Scientific figure showing a chart with axes labelled 'UMAP 1' and 'UMAP 2' and coloured areas which correspond to race.

An excerpt from a figure in a Nature paper that some geneticists say could be misinterpreted to reinforce racist beliefs. Source: Ref 1.

To a layperson, the chart shows several distinct colourful blobs that could be misinterpreted as supporting genetic essentialism — the pseudoscientific belief that racial or ethnic groups are distinct genetic categories, and that individuals of the same group are genetically similar, Birney says.

That is the opposite of what the data show, Bick says. “Our analysis reaffirms that race and ethnicity are social constructs that do not have a basis in genetics”.

A few researchers have publicly called on Nature’s journal team to retract the paper because of the potentially misleading nature of the figure. Most geneticists contacted by Nature’s news team did not think retraction was necessary, but said they hoped that the authors would acknowledge the concerns.

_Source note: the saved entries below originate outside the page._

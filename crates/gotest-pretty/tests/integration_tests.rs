// Copyright (c) 2026 - present Nicholas D. Crosbie
// SPDX-License-Identifier: MIT

//! End-to-end tests for gotest-pretty
//!
//! These tests run complete event streams through the pipeline and check the
//! rendered report.


use gotest_events::EventsError;
use gotest_pretty::pipeline::RunError;
use gotest_pretty::reporter::ReportOptions;
use similar_asserts::assert_eq;
use test_utils::{
    TempTestDir, event, fixtures_dir, numbered_source, output, render, render_with, stream,
};

const PACKAGE: &str = "github.com/example/gotest-pretty/test";

// ============================================================================
// Small scenarios
// ============================================================================

#[test]
fn test_single_passing_test() {
    let temp = TempTestDir::new("single_pass");
    let input = stream(&[
        event("run", "pkg", "T1"),
        output("pkg", "T1", "x\n"),
        event("pass", "pkg", "T1"),
    ]);

    let rendered = render(&input, temp.path());
    let summary = rendered.result.expect("run should succeed");

    assert_eq!(
        rendered.text,
        " RUN  pkg T1\n PASS  pkg T1\n\nSummary:  1 passed, 0 failed, 1 total\n"
    );
    assert_eq!(summary.total(), 1);
}

#[test]
fn test_failed_parent_with_passing_subtest() {
    let temp = TempTestDir::new("parent_fail");
    let input = stream(&[
        event("run", "pkg", "T1"),
        event("run", "pkg", "T1/sub"),
        event("pass", "pkg", "T1/sub"),
        event("fail", "pkg", "T1"),
    ]);

    let rendered = render(&input, temp.path());
    rendered.result.expect("run should succeed");

    assert_eq!(
        rendered.text,
        concat!(
            " RUN  pkg T1\n",
            " FAIL  pkg T1\n",
            "\t✓ sub\n",
            "\n",
            "pkg - T1:\n",
            "\t✓ sub\n",
            "\n",
            "Summary:  0 passed, 1 failed, 1 total\n",
        )
    );
}

#[test]
fn test_unknown_action_aborts_without_summary() {
    let temp = TempTestDir::new("unknown_action");
    let input = stream(&[
        event("run", "pkg", "T1"),
        r#"{"Action":"bogus"}"#.to_string(),
        event("pass", "pkg", "T1"),
    ]);

    let rendered = render(&input, temp.path());

    assert!(matches!(
        rendered.result,
        Err(RunError::Events(EventsError::UnknownAction { .. }))
    ));
    assert!(!rendered.text.contains("Summary:"));
    assert!(!rendered.text.contains("PASS"));
}

#[test]
fn test_assertion_header_renders_snippet() {
    let temp = TempTestDir::new("snippet");
    temp.write_file("foo_test.go", &numbered_source(20));
    let input = stream(&[
        event("run", "example.com/pkg", "TestFoo"),
        output("example.com/pkg", "TestFoo", "foo_test.go:12:"),
        event("fail", "example.com/pkg", "TestFoo"),
    ]);

    let rendered = render(&input, temp.path());
    rendered.result.expect("run should succeed");

    assert!(
        rendered.text.contains(concat!(
            "foo_test.go:12:\n",
            "   10 |line 10\n",
            "   11 |line 11\n",
            " > 12 |line 12\n",
            "   13 |line 13\n",
            "   14 |line 14\n",
        )),
        "report was:\n{}",
        rendered.text
    );
}

#[test]
fn test_snippet_found_under_package_suffix() {
    let temp = TempTestDir::new("suffix");
    temp.write_file("pkg/foo_test.go", &numbered_source(20));
    let input = stream(&[
        event("run", "example.com/mod/pkg", "TestFoo"),
        output("example.com/mod/pkg", "TestFoo", "    foo_test.go:5: \n"),
        event("fail", "example.com/mod/pkg", "TestFoo"),
    ]);

    let rendered = render(&input, temp.path());
    rendered.result.expect("run should succeed");
    assert!(rendered.text.contains(" > 5 |line 5\n"));
}

#[test]
fn test_missing_source_shows_file_name() {
    let temp = TempTestDir::new("missing_source");
    let input = stream(&[
        event("run", "pkg", "TestFoo"),
        output("pkg", "TestFoo", "    foo_test.go:12: \n"),
        event("fail", "pkg", "TestFoo"),
    ]);

    let rendered = render(&input, temp.path());
    rendered.result.expect("run should succeed");
    assert!(rendered.text.contains("pkg - TestFoo:\n\nfoo_test.go\n\n"));
}

#[test]
fn test_line_number_past_usize_shows_file_name() {
    let temp = TempTestDir::new("huge_line");
    temp.write_file("foo_test.go", &numbered_source(20));
    let input = stream(&[
        event("run", "pkg", "TestFoo"),
        output("pkg", "TestFoo", "    foo_test.go:18446744073709551615: \n"),
        event("fail", "pkg", "TestFoo"),
    ]);

    let rendered = render(&input, temp.path());
    rendered.result.expect("run should succeed");
    assert!(rendered.text.contains("pkg - TestFoo:\n\nfoo_test.go\n\n"));
    assert!(!rendered.text.contains(" > "));
}

#[test]
fn test_non_json_lines_are_forwarded() {
    let temp = TempTestDir::new("passthrough");
    let input = stream(&[
        "# example.com/broken".to_string(),
        "./broken.go:3:1: syntax error: unexpected }".to_string(),
        event("run", "pkg", "T1"),
        event("pass", "pkg", "T1"),
    ]);

    let rendered = render(&input, temp.path());
    rendered.result.expect("run should succeed");
    assert!(rendered.text.starts_with(
        "# example.com/broken\n./broken.go:3:1: syntax error: unexpected }\n RUN  pkg T1\n"
    ));
}

#[test]
fn test_unfinished_test_does_not_crash() {
    let temp = TempTestDir::new("unfinished");
    let input = stream(&[
        event("run", "pkg", "T1"),
        event("pass", "pkg", "T1"),
        event("run", "pkg", "THung"),
        output("pkg", "THung", "still going\n"),
    ]);

    let rendered = render(&input, temp.path());
    let summary = rendered.result.expect("run should succeed");
    assert_eq!(summary.unfinished, 1);
    assert!(
        rendered
            .text
            .ends_with("Summary:  1 passed, 0 failed, 1 total\n")
    );
}

#[test]
fn test_overwritten_run_lines() {
    let temp = TempTestDir::new("overwrite");
    let input = stream(&[event("run", "pkg", "T1"), event("pass", "pkg", "T1")]);

    let rendered = render_with(
        &input,
        temp.path(),
        ReportOptions {
            overwrite_run_line: true,
            show_elapsed: false,
        },
    );
    rendered.result.expect("run should succeed");
    assert!(rendered.text.starts_with(" RUN  pkg T1\r PASS  pkg T1\n"));
}

#[test]
fn test_empty_input() {
    let temp = TempTestDir::new("empty");
    let rendered = render("", temp.path());
    rendered.result.expect("run should succeed");
    assert_eq!(rendered.text, "\nSummary:  0 passed, 0 failed, 0 total\n");
}

// ============================================================================
// Recorded run
// ============================================================================

fn sample_report() -> String {
    let input = std::fs::read_to_string(fixtures_dir().join("sample-run.jsonl"))
        .expect("Failed to read sample-run.jsonl fixture");
    let rendered = render(&input, &fixtures_dir());
    rendered.result.expect("run should succeed");
    rendered.text
}

#[test]
fn test_sample_run_live_section() {
    let report = sample_report();
    let live: Vec<String> = report.lines().take(14).map(str::to_string).collect();

    assert_eq!(
        live,
        vec![
            format!(" RUN  {PACKAGE} TestPass"),
            format!(" PASS  {PACKAGE} TestPass"),
            format!(" RUN  {PACKAGE} TestFail"),
            format!(" FAIL  {PACKAGE} TestFail"),
            format!(" RUN  {PACKAGE} TestSubTests"),
            format!(" FAIL  {PACKAGE} TestSubTests"),
            "\t✓ 0_-_one".to_string(),
            "\t✓ 1_-_two".to_string(),
            "\t✕ 2_-_three".to_string(),
            format!(" RUN  {PACKAGE} TestWithSkip"),
            format!(" SKIP  {PACKAGE} TestWithSkip"),
            format!(" RUN  {PACKAGE} TestWithPanic"),
            format!(" FAIL  {PACKAGE} TestWithPanic"),
            format!("FAIL\t{PACKAGE}\t0.010s"),
        ]
    );
}

#[test]
fn test_sample_run_assertion_failure() {
    let report = sample_report();
    let expected = format!(
        concat!(
            "\n{pkg} - TestFail:\n",
            "\n",
            "test_test.go:16:\n",
            "   14 |\n",
            "   15 |func TestFail(t *testing.T) {{\n",
            " > 16 |\tassert.Equal(t, 1, 2)\n",
            "   17 |}}\n",
            "   18 |\n",
            "\n",
            "        \tError:      \tNot equal: \n",
            "        \t            \texpected: 1\n",
            "        \t            \tactual  : 2\n",
        ),
        pkg = PACKAGE
    );
    assert!(report.contains(&expected), "report was:\n{report}");
}

#[test]
fn test_sample_run_failed_subtest_output() {
    let report = sample_report();
    let expected = format!(
        concat!(
            "\n{pkg} - TestSubTests:\n",
            "\t✓ 0_-_one\n",
            "\t✓ 1_-_two\n",
            "\t✕ 2_-_three\n",
            "\n{pkg} - TestSubTests/2_-_three:\n",
            "\n",
            "test_test.go:24:\n",
        ),
        pkg = PACKAGE
    );
    assert!(report.contains(&expected), "report was:\n{report}");
    assert!(report.contains(" > 24 |\t\t\tassert.True(t, i < 2)\n"));
    assert!(report.contains("        \tError:      \tShould be true\n"));
}

#[test]
fn test_sample_run_panic_trace() {
    let report = sample_report();
    let expected = format!(
        concat!(
            "\n{pkg} - TestWithPanic:\n",
            "\n",
            "test_test.go:38:\n",
            "   36 |\t\tt *time.Time\n",
            "   37 |\t}}\n",
            " > 38 |\tFoo{{}}.t.Format(\"2006\")\n",
            "   39 |}}\n",
            "   40 |\n",
            "\n",
            "panic: runtime error: invalid memory address or nil pointer dereference [recovered]\n",
        ),
        pkg = PACKAGE
    );
    assert!(report.contains(&expected), "report was:\n{report}");
}

#[test]
fn test_sample_run_summary() {
    let report = sample_report();
    assert!(report.ends_with("\nSummary:  1 passed, 3 failed, 1 skipped, 5 total\n"));
    // Passing and skipped tests have no failure section.
    assert!(!report.contains(" - TestPass:"));
    assert!(!report.contains(" - TestWithSkip:"));
}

A spokesperson for the journal says that Nature’s editors are “aware of the discussions that are taking place and are in contact with the authors”.

Public interpretation

Geneticists have become particularly sensitive to how analyses they publish are used or interpreted by the public. In 2022, an 18-year-old gunman in Buffalo, New York, attempted to justify killing 10 Black people at a grocery shop with a 180-page manifesto that included several citations and figures from genetics papers.

This ignited a debate among geneticists about their responsibility to ensure that their research does not spread in pseudoscientific circles and is not used to justify violence. “The language of some of this work showing up in other people’s violent manifestos is a very sobering reality that geneticists are having to reconcile with,” says Nicole Iturriaga, a political sociologist at the University of California, Irvine, who has studied how genetics research is co-opted by far-right groups.

But Birney says he isn’t convinced there is a “neat and pretty way of representing relationships between humans”. Human genetic relationships are best described by family trees, and any effort to squash the hundreds of thousands of people included in a data set into a single chart will leave out important context, he says. It doesn’t help that every country uses the terms ‘race’ and ‘ethnicity’ in its own way, which makes the concepts harder for the public to understand, he adds.

That doesn’t mean that geneticists should stop using charts in their manuscripts; it means that extra care is necessary to ensure that data are communicated responsibly, says Anna Lewis, a specialist in the ethical implications of genomics at Brigham and Women’s Hospital in Boston, Massachusetts. Patel adds that the All of Us researchers could have more closely followed the recommendations of a 2023 report issued by the US National Academies of Sciences, Engineering, and Medicine (NASEM) about best practices for using population descriptors in genetics research. Bick responds that the manuscript was written in 2022, before the NASEM report was published.

Despite the charged and public nature of the criticism, Iturriaga says that this is a healthy debate for the field to have. And it’s important that geneticists think about the potential for misinterpretation before it’s too late, she adds.